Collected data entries
++++++++

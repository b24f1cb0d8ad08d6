use axum::extract::FromRequestParts;
use axum::http::request::Parts;
use axum_extra::TypedHeader;
use headers::{Authorization, authorization::Bearer};
use uuid::Uuid;

use crate::auth::hash_access_token;
use crate::error::ApiError;
use crate::models::{AppState, Role};

/// Authenticated caller, resolved from `Authorization: Bearer <token>`.
#[derive(Debug, Clone)]
pub struct AuthContext {
    pub user_id: Uuid,
    pub role: Role,
    pub session_token_id: Uuid,
}

impl AuthContext {
    pub fn ensure_admin(&self) -> Result<(), ApiError> {
        if self.role == Role::Admin {
            Ok(())
        } else {
            Err(ApiError::Forbidden("FORBIDDEN", "admin role required".into()))
        }
    }

    pub fn ensure_schedule_writer(&self) -> Result<(), ApiError> {
        if self.role.can_manage_schedule() {
            Ok(())
        } else {
            Err(ApiError::Forbidden(
                "FORBIDDEN",
                format!("role {} cannot modify the schedule", self.role.as_str()),
            ))
        }
    }
}

#[derive(Debug, sqlx::FromRow)]
struct SessionLookupRow {
    session_token_id: Uuid,
    user_id: Uuid,
    role: Role,
}

impl FromRequestParts<AppState> for AuthContext {
    type Rejection = ApiError;

    fn from_request_parts(
        parts: &mut Parts,
        state: &AppState,
    ) -> impl std::future::Future<Output = Result<Self, Self::Rejection>> + Send {
        async move {
            let TypedHeader(authz): TypedHeader<Authorization<Bearer>> =
                TypedHeader::from_request_parts(parts, state)
                    .await
                    .map_err(|_| ApiError::session_expired())?;

            let token_hash = hash_access_token(authz.token());

            let row = sqlx::query_as::<_, SessionLookupRow>(
                r#"
                SELECT st.session_token_id, st.user_id, u.role
                FROM session_token st
                JOIN usuario u ON u.user_id = st.user_id
                WHERE st.session_token_hash = $1
                  AND st.revoked_at IS NULL
                  AND st.expires_at > now()
                  AND u.is_active = true
                "#,
            )
            .bind(&token_hash)
            .fetch_optional(&state.db)
            .await
            .map_err(ApiError::db)?
            .ok_or_else(ApiError::session_expired)?;

            // best-effort
            if let Err(e) = sqlx::query("UPDATE session_token SET last_seen_at = now() WHERE session_token_id = $1")
                .bind(row.session_token_id)
                .execute(&state.db)
                .await
            {
                tracing::debug!("last_seen_at not updated: {e}");
            }

            Ok(AuthContext {
                user_id: row.user_id,
                role: row.role,
                session_token_id: row.session_token_id,
            })
        }
    }
}

#[cfg(test)]
mod tests {
    use super::*;
    use assert_matches::assert_matches;

    fn ctx(role: Role) -> AuthContext {
        AuthContext {
            user_id: Uuid::new_v4(),
            role,
            session_token_id: Uuid::new_v4(),
        }
    }

    #[test]
    fn medico_is_read_only() {
        assert_matches!(
            ctx(Role::Medico).ensure_schedule_writer(),
            Err(ApiError::Forbidden("FORBIDDEN", _))
        );
        assert!(ctx(Role::Usuario).ensure_schedule_writer().is_ok());
    }

    #[test]
    fn only_admin_passes_admin_check() {
        assert!(ctx(Role::Admin).ensure_admin().is_ok());
        assert_matches!(ctx(Role::Usuario).ensure_admin(), Err(ApiError::Forbidden(..)));
    }
}
// -*- mode: rust; -*-
//
// This file is part of `dlog`.
// Copyright © 2019 Galois, Inc.
// See LICENSE for licensing information.

#![allow(clippy::many_single_char_names)]

//! Building blocks shared by the discrete-log based two-party protocols:
//! groups in which the discrete logarithm problem is hard, blocking
//! communication channels with tagged message framing, a key derivation
//! function, arithmetic over `GF(2^t)`, and Pedersen trapdoor commitments.

/// Module for encapsulating communication channels.
pub mod channel;
pub mod commitment;
mod errors;
pub mod field;
pub mod group;
pub mod kdf;

pub use crate::{
    channel::{AbstractChannel, Channel, MessageChannel, SyncChannel, TrackChannel, WireMessage},
    errors::Error,
    field::{Gf2t, Gf2tElement, Polynomial},
    group::{DlogGroup, RistrettoGroup, ZpElement, ZpSafePrimeGroup},
    kdf::{HkdfSha256, KeyDerivation},
};

#[cfg(unix)]
pub use crate::channel::{
    track_unix_channel_pair, unix_channel_pair, TrackUnixChannel, UnixChannel,
};
use crate::{SyncChannel, TrackChannel};
use std::{
    io::{BufReader, BufWriter},
    os::unix::net::UnixStream,
};

/// A SyncChannel which uses UnixStreams.
pub type UnixChannel = SyncChannel<BufReader<UnixStream>, BufWriter<UnixStream>>;

/// A TrackChannel which uses UnixStreams.
pub type TrackUnixChannel = TrackChannel<UnixChannel>;

fn unix_channel(stream: UnixStream) -> std::io::Result<UnixChannel> {
    Ok(SyncChannel::new(
        BufReader::new(stream.try_clone()?),
        BufWriter::new(stream),
    ))
}

/// Convenience function to create a pair of connected UnixChannels for local
/// two-party runs.
pub fn unix_channel_pair() -> (UnixChannel, UnixChannel) {
    try_unix_channel_pair().expect("failed to create a UnixStream pair")
}

/// Like [`unix_channel_pair`], but reports socket failures instead of
/// panicking.
pub fn try_unix_channel_pair() -> std::io::Result<(UnixChannel, UnixChannel)> {
    let (tx, rx) = UnixStream::pair()?;
    Ok((unix_channel(tx)?, unix_channel(rx)?))
}

/// Convenience function to create a pair of TrackUnixChannels for local
/// two-party runs.
pub fn track_unix_channel_pair() -> (TrackUnixChannel, TrackUnixChannel) {
    let (sender, receiver) = unix_channel_pair();
    (TrackChannel::new(sender), TrackChannel::new(receiver))
}
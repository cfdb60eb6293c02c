// -*- mode: rust; -*-
//
// This file is part of `dlog`.
// Copyright © 2019 Galois, Inc.
// See LICENSE for licensing information.

/// Errors produced by `dlog`.
#[derive(Debug)]
pub enum Error {
    /// An I/O error has occurred.
    IoError(std::io::Error),
    /// A message could not be serialized or deserialized.
    SerializationError(String),
    /// A message with an unexpected tag arrived.
    UnexpectedMessage {
        /// Name of the message type the caller asked for.
        expected: &'static str,
        /// Tag found on the wire.
        tag: u8,
    },
    /// A message announced a body larger than the framing limit.
    MessageTooLarge(usize),
    /// Bytes do not encode a member of the group.
    InvalidEncoding(String),
    /// The group parameters are inconsistent.
    InvalidGroupParameters(String),
    /// The field parameters are unsupported or the modulus is reducible.
    InvalidFieldParameters(String),
    /// The caller supplied malformed input.
    InvalidInput(String),
    /// No commitment is stored under the given id.
    ResourceNotFound(u64),
}

impl From<std::io::Error> for Error {
    fn from(e: std::io::Error) -> Error {
        Error::IoError(e)
    }
}

impl From<bincode::Error> for Error {
    fn from(e: bincode::Error) -> Error {
        Error::SerializationError(e.to_string())
    }
}

impl std::error::Error for Error {
    fn source(&self) -> Option<&(dyn std::error::Error + 'static)> {
        match self {
            Error::IoError(e) => Some(e),
            _ => None,
        }
    }
}

impl std::fmt::Display for Error {
    fn fmt(&self, f: &mut std::fmt::Formatter) -> std::fmt::Result {
        match self {
            Error::IoError(e) => write!(f, "IO error: {}", e),
            Error::SerializationError(s) => write!(f, "serialization error: {}", s),
            Error::UnexpectedMessage { expected, tag } => write!(
                f,
                "received message should be an instance of {} (got tag {:#04x})",
                expected, tag
            ),
            Error::MessageTooLarge(n) => write!(f, "message of {} bytes exceeds the limit", n),
            Error::InvalidEncoding(s) => write!(f, "invalid group element encoding: {}", s),
            Error::InvalidGroupParameters(s) => write!(f, "invalid group parameters: {}", s),
            Error::InvalidFieldParameters(s) => write!(f, "invalid field parameters: {}", s),
            Error::InvalidInput(s) => write!(f, "invalid input: {}", s),
            Error::ResourceNotFound(id) => write!(f, "no commitment with id {}", id),
        }
    }
}
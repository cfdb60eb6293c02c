use crate::errors::Error;
use dlog::{DlogGroup, Gf2t};
use serde::{Deserialize, Serialize};

/// Parameters shared by every protocol instance a party runs.
#[derive(Clone, Copy, Debug, PartialEq, Eq, Serialize, Deserialize)]
#[serde(default)]
pub struct ProtocolConfig {
    /// Challenge length `t` of the Sigma protocols, in bits. A cheating
    /// prover succeeds with probability about `2^-t`.
    pub soundness_bits: u32,
}

impl Default for ProtocolConfig {
    fn default() -> Self {
        Self { soundness_bits: 80 }
    }
}

impl ProtocolConfig {
    /// A configuration with the given soundness parameter.
    pub fn new(soundness_bits: u32) -> Self {
        Self { soundness_bits }
    }

    /// Check that the soundness parameter can be used with `group` and return
    /// the field in which challenges live.
    ///
    /// Challenges are read as exponents, so `2^t` must stay below the group
    /// order.
    pub fn challenge_field<G: DlogGroup>(&self, group: &G) -> Result<Gf2t, Error> {
        let field = Gf2t::new(self.soundness_bits)?;
        if u64::from(self.soundness_bits) >= group.order().bits() {
            return Err(Error::ConfigurationError(format!(
                "soundness parameter {} must be smaller than the {}-bit group order",
                self.soundness_bits,
                group.order().bits()
            )));
        }
        Ok(field)
    }

    /// Reject groups in which DDH is not believed to be hard.
    pub fn require_ddh_hard<G: DlogGroup>(&self, group: &G) -> Result<(), Error> {
        if !group.is_ddh_hard() {
            return Err(Error::ConfigurationError(format!(
                "group {} is not DDH-hard",
                group.name()
            )));
        }
        Ok(())
    }
}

++++++++

(TASK TO COMPLETE) Using the records above, pull out each line where the word "AppState" occurs.

(RESPONSE BOX)
use crate::models::{AppState, Role};
impl FromRequestParts<AppState> for AuthContext {
        state: &AppState,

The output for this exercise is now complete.